▶ TASK OBJECTIVE:
Scan the entries below for the word "crates". Copy out every line in which it occurs.

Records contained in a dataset
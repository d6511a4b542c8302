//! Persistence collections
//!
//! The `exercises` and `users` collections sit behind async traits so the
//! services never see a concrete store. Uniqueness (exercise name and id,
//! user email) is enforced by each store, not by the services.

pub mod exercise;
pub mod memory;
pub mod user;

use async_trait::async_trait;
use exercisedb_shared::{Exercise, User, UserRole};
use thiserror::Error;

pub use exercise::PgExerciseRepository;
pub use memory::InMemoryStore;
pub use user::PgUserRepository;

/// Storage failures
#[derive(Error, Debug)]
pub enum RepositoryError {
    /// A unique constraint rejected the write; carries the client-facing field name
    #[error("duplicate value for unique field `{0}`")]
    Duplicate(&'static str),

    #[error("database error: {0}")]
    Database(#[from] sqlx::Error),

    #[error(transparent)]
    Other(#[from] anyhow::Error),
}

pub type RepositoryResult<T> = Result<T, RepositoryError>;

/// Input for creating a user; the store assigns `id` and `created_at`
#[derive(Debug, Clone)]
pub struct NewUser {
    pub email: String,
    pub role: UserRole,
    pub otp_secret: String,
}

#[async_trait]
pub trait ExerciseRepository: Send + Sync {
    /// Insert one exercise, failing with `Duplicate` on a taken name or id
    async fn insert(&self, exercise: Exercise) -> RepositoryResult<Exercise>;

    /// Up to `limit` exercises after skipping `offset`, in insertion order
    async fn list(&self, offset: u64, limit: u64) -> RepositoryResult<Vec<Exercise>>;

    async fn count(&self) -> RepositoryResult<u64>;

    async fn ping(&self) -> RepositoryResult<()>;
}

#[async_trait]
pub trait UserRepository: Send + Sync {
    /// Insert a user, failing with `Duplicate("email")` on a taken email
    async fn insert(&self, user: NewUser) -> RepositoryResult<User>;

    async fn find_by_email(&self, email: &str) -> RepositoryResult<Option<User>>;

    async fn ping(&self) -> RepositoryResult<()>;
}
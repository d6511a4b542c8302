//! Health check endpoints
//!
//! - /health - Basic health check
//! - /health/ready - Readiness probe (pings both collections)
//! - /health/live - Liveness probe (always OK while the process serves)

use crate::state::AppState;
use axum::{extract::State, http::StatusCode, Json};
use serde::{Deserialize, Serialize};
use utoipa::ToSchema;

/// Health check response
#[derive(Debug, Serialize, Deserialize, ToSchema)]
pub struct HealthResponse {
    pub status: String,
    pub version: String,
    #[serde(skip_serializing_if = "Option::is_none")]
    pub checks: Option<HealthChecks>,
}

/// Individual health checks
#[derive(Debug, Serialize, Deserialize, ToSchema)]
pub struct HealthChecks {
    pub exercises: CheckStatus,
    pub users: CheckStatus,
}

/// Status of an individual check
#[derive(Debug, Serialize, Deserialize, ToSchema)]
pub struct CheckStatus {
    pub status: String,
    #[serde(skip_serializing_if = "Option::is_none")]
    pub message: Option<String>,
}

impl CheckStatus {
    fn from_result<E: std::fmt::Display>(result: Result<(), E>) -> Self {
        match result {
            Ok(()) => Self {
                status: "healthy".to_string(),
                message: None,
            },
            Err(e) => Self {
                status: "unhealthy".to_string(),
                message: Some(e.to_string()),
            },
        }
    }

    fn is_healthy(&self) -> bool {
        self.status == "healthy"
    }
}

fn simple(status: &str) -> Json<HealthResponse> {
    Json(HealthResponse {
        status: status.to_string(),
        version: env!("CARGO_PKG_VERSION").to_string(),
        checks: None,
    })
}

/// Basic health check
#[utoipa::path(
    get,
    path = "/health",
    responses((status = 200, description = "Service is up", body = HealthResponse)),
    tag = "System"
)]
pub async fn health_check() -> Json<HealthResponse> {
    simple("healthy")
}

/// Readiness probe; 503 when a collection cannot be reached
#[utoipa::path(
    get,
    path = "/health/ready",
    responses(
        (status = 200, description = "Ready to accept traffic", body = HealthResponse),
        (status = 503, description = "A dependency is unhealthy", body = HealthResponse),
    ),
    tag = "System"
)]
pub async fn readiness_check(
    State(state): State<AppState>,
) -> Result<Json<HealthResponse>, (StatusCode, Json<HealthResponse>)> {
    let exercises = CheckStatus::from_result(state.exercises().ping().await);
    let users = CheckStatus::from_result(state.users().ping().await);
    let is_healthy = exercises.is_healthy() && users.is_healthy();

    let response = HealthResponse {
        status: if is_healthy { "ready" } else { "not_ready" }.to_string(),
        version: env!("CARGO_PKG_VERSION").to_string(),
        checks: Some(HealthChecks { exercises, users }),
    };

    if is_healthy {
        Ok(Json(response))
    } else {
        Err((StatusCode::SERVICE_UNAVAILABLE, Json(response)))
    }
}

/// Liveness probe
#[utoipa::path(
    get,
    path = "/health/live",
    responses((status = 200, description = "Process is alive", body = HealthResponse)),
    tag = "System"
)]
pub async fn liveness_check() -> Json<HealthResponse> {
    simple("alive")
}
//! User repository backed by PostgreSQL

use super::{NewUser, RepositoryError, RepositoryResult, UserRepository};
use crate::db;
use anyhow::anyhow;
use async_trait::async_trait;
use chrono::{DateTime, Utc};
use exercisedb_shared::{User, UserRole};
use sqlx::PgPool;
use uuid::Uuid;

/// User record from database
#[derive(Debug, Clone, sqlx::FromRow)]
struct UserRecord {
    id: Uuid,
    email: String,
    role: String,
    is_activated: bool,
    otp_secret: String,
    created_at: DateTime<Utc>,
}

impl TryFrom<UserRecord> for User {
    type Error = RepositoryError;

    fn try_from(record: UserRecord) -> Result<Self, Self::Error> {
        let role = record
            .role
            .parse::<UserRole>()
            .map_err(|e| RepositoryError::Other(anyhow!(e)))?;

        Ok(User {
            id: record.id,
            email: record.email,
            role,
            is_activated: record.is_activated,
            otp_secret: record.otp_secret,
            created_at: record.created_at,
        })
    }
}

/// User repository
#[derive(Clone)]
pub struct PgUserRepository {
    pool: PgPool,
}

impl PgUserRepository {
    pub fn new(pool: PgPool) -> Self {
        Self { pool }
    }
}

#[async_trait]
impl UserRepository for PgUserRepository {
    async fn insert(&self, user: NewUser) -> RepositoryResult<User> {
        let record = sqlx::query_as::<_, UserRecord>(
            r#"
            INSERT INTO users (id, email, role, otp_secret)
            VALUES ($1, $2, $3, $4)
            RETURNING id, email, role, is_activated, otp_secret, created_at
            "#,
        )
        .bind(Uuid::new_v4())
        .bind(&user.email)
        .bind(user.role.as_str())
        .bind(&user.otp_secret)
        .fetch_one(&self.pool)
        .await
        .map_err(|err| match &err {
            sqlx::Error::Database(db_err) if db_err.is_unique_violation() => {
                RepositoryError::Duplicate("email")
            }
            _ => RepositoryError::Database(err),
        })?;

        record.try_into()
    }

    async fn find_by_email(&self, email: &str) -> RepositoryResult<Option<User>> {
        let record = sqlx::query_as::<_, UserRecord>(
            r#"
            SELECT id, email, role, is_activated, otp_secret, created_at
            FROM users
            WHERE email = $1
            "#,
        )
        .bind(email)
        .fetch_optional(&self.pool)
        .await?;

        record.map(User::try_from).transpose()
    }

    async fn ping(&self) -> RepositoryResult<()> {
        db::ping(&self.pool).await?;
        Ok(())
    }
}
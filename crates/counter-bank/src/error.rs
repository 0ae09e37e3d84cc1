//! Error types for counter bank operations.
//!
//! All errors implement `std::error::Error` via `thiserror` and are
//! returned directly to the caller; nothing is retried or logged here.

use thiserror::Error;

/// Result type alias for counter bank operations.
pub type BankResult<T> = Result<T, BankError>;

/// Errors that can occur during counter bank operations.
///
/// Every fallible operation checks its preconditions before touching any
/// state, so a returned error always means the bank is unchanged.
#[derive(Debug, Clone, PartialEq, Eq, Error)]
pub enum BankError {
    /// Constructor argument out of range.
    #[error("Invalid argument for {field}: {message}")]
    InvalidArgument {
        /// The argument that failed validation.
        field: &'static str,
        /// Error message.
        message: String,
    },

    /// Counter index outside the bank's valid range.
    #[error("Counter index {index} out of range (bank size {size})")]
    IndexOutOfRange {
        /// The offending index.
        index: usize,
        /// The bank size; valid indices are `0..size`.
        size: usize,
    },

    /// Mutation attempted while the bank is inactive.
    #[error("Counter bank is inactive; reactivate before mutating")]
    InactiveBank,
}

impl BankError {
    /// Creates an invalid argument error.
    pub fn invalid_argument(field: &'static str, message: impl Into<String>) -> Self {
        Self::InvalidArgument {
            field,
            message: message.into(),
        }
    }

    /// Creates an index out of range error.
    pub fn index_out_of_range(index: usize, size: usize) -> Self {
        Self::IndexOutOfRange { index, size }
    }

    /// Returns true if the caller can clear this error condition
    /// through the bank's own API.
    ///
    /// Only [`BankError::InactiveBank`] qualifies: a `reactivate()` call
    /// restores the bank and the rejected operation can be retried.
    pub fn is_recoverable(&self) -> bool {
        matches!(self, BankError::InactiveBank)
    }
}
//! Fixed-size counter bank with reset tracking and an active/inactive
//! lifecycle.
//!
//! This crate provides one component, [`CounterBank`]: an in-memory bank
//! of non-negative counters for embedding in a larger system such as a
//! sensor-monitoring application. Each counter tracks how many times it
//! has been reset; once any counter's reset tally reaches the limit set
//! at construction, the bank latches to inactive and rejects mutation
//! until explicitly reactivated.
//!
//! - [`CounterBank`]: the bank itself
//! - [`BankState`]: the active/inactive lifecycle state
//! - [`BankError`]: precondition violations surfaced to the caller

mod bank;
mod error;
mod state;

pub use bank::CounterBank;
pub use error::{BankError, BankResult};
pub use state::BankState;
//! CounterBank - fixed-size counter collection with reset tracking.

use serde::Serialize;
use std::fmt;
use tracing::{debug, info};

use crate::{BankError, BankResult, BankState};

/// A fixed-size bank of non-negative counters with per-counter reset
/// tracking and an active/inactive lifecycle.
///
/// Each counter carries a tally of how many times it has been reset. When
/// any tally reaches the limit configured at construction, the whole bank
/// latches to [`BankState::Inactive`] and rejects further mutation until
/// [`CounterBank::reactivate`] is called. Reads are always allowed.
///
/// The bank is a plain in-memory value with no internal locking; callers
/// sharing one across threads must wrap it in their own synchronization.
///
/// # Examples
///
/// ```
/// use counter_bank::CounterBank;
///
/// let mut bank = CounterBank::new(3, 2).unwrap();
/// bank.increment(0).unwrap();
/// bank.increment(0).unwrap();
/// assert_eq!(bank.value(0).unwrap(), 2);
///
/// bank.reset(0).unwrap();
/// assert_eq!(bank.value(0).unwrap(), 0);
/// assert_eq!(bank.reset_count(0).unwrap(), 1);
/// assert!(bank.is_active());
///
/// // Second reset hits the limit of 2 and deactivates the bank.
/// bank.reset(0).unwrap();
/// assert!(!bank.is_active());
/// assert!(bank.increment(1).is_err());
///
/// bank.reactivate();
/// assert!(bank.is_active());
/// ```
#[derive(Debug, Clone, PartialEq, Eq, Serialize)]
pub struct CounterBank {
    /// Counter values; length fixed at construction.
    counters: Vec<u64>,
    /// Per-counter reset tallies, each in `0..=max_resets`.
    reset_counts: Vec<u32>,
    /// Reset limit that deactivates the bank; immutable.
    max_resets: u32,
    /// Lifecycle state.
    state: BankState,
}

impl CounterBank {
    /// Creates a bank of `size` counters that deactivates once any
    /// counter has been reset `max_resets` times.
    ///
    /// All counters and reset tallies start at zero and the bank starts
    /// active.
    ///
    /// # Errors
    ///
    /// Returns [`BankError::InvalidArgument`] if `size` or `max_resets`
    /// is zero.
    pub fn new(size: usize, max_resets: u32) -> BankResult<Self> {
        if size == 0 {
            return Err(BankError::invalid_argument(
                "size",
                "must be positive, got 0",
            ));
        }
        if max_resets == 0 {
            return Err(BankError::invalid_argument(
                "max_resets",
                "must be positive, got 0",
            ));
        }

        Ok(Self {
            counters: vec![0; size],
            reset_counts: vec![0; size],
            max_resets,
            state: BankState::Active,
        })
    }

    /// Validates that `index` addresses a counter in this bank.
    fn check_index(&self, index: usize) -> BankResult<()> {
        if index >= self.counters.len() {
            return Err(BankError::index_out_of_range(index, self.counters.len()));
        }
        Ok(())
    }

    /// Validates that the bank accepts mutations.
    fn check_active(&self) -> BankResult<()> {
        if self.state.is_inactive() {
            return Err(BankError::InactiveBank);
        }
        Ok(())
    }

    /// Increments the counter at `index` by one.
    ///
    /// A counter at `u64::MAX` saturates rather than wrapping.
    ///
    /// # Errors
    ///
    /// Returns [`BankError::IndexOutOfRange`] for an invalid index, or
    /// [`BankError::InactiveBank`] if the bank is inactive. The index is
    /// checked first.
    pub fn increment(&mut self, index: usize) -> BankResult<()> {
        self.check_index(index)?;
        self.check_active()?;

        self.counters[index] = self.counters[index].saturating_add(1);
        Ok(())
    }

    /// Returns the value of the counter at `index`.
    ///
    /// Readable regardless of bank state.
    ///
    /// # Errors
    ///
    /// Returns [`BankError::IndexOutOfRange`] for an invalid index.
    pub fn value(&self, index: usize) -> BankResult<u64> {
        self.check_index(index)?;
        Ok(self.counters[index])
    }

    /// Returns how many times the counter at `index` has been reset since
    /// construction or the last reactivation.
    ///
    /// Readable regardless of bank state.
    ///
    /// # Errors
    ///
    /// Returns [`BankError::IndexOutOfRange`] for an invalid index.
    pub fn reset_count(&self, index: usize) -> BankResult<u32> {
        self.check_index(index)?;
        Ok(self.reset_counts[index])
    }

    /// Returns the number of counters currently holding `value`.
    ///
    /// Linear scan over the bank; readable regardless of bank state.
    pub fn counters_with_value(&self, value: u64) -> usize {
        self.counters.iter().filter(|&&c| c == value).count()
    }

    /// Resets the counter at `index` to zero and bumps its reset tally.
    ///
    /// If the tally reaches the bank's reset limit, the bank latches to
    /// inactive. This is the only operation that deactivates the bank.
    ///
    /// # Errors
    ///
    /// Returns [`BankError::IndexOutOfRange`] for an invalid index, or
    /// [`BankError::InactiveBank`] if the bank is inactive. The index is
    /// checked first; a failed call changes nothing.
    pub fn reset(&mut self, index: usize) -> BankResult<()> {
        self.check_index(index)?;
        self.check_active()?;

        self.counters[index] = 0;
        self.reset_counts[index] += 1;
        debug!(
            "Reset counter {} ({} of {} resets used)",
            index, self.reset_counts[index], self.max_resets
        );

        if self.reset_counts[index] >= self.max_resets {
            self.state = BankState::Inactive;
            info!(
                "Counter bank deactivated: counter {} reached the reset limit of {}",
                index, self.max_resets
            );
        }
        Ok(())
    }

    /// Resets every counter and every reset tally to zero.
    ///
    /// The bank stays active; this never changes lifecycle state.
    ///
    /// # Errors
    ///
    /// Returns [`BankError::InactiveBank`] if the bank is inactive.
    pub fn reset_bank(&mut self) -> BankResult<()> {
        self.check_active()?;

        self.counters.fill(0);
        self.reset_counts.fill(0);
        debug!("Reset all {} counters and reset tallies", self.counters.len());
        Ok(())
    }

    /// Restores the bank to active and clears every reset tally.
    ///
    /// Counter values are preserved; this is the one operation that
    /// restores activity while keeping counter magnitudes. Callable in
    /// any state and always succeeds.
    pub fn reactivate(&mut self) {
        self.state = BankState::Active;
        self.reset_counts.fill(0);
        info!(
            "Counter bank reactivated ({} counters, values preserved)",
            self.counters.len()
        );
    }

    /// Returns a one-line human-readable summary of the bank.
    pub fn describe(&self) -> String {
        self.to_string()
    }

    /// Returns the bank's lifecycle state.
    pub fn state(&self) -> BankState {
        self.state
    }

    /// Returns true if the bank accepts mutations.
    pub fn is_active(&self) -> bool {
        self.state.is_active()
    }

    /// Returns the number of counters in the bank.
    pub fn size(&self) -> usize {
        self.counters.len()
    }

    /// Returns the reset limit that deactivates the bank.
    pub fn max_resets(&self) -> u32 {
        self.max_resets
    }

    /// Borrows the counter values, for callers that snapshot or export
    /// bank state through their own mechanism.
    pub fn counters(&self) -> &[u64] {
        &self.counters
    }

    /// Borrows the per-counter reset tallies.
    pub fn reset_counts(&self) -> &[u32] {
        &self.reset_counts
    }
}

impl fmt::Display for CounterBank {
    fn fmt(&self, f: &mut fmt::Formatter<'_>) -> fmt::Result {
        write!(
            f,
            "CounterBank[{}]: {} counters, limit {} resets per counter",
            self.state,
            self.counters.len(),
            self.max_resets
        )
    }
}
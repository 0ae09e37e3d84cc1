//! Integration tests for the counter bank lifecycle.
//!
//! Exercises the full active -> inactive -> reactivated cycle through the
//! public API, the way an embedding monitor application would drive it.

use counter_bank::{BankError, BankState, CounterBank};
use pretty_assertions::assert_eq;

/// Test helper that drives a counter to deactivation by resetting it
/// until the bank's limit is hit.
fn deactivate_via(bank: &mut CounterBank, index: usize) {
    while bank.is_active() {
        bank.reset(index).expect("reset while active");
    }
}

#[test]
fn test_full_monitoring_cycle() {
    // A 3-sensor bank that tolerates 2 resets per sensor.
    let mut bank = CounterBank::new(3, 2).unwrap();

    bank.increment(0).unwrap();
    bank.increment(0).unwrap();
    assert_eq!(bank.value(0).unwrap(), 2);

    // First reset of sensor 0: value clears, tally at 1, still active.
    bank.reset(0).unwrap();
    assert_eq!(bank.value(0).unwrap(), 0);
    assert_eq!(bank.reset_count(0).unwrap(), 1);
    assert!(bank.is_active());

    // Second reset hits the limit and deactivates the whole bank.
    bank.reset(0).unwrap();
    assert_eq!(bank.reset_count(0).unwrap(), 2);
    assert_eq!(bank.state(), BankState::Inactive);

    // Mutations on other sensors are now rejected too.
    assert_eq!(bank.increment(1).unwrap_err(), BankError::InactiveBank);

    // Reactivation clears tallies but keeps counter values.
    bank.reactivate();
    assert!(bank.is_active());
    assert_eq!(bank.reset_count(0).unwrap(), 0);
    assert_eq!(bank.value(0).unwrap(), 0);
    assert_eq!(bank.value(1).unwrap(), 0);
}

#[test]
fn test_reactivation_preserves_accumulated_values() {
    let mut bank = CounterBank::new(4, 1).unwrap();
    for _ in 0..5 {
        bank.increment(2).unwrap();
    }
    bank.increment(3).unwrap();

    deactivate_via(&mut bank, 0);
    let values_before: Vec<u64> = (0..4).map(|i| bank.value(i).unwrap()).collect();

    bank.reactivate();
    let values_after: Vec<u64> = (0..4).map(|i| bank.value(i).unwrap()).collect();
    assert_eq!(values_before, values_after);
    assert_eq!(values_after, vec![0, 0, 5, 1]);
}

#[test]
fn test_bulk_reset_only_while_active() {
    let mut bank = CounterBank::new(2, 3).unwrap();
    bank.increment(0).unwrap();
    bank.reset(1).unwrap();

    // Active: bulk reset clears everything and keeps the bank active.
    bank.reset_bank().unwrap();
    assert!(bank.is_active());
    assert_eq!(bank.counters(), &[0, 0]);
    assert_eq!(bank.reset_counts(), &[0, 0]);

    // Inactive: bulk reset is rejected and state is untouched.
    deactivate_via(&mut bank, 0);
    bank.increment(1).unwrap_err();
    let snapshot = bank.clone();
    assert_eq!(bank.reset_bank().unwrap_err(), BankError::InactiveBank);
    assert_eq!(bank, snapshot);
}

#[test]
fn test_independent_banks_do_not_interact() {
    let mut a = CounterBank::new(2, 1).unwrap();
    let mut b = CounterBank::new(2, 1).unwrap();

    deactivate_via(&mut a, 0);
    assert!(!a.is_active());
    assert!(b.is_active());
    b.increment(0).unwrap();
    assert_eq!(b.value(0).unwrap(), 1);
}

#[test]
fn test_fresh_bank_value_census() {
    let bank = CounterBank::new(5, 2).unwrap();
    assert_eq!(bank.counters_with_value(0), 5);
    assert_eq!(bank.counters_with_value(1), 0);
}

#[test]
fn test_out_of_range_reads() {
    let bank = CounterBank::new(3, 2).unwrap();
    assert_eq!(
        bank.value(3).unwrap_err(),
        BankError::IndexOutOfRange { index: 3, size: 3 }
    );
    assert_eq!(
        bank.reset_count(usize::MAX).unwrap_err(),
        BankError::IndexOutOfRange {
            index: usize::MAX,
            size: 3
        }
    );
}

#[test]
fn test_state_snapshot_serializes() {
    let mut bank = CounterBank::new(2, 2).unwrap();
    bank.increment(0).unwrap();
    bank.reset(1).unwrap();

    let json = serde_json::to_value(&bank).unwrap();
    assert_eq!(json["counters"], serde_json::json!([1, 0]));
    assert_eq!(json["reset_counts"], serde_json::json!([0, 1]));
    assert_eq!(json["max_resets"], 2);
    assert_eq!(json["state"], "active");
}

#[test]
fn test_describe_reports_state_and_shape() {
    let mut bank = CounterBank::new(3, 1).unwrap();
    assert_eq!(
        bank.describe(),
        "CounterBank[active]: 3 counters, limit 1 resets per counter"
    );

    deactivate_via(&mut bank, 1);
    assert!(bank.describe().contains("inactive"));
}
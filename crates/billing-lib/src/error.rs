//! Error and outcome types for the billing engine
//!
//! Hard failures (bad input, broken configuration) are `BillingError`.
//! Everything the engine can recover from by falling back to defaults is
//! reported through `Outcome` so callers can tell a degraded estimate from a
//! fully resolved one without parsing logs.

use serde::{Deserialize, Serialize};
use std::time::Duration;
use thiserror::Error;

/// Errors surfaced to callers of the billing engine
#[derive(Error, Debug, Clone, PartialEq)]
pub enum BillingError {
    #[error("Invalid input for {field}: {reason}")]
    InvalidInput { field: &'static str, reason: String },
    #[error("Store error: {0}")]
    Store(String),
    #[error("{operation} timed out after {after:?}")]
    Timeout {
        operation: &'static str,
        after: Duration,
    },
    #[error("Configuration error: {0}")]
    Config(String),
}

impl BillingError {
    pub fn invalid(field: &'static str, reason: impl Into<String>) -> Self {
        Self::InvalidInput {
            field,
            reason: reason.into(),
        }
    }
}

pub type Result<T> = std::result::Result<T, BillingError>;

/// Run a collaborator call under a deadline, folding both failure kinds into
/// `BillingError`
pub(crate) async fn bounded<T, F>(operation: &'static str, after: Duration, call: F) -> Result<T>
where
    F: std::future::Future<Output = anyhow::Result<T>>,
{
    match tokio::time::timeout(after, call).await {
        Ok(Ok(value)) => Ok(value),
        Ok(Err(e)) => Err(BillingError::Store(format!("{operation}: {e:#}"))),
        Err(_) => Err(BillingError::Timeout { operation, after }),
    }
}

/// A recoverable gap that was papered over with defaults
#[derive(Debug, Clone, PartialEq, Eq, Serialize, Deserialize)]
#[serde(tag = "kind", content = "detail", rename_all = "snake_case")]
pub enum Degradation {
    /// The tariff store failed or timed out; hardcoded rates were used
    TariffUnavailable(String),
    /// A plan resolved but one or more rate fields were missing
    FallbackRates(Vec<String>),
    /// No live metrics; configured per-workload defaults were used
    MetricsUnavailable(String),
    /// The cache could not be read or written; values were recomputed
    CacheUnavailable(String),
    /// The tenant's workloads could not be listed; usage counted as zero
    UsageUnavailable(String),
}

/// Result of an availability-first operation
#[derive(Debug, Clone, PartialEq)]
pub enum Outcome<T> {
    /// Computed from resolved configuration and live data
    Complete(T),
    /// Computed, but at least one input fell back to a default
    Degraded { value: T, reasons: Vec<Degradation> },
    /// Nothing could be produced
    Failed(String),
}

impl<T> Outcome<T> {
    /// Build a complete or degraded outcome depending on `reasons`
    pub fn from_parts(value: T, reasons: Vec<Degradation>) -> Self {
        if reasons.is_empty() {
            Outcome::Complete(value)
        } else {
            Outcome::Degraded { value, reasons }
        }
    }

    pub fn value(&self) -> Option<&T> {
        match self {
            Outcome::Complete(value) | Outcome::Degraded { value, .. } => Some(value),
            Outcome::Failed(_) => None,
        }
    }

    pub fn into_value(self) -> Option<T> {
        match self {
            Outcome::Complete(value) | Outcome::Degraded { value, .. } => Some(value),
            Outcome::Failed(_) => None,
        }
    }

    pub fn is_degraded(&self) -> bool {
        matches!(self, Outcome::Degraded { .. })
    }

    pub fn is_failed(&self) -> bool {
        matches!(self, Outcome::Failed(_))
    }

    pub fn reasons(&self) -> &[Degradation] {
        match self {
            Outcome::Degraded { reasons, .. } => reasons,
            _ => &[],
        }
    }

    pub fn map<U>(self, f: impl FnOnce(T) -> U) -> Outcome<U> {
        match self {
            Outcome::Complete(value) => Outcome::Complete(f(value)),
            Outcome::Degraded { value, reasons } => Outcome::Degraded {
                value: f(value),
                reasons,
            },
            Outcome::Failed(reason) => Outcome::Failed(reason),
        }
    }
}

▶ PROBLEM SOLUTION:
filename crates/counter-bank/src/error.rs
filename crates/billing-lib/src/error.rs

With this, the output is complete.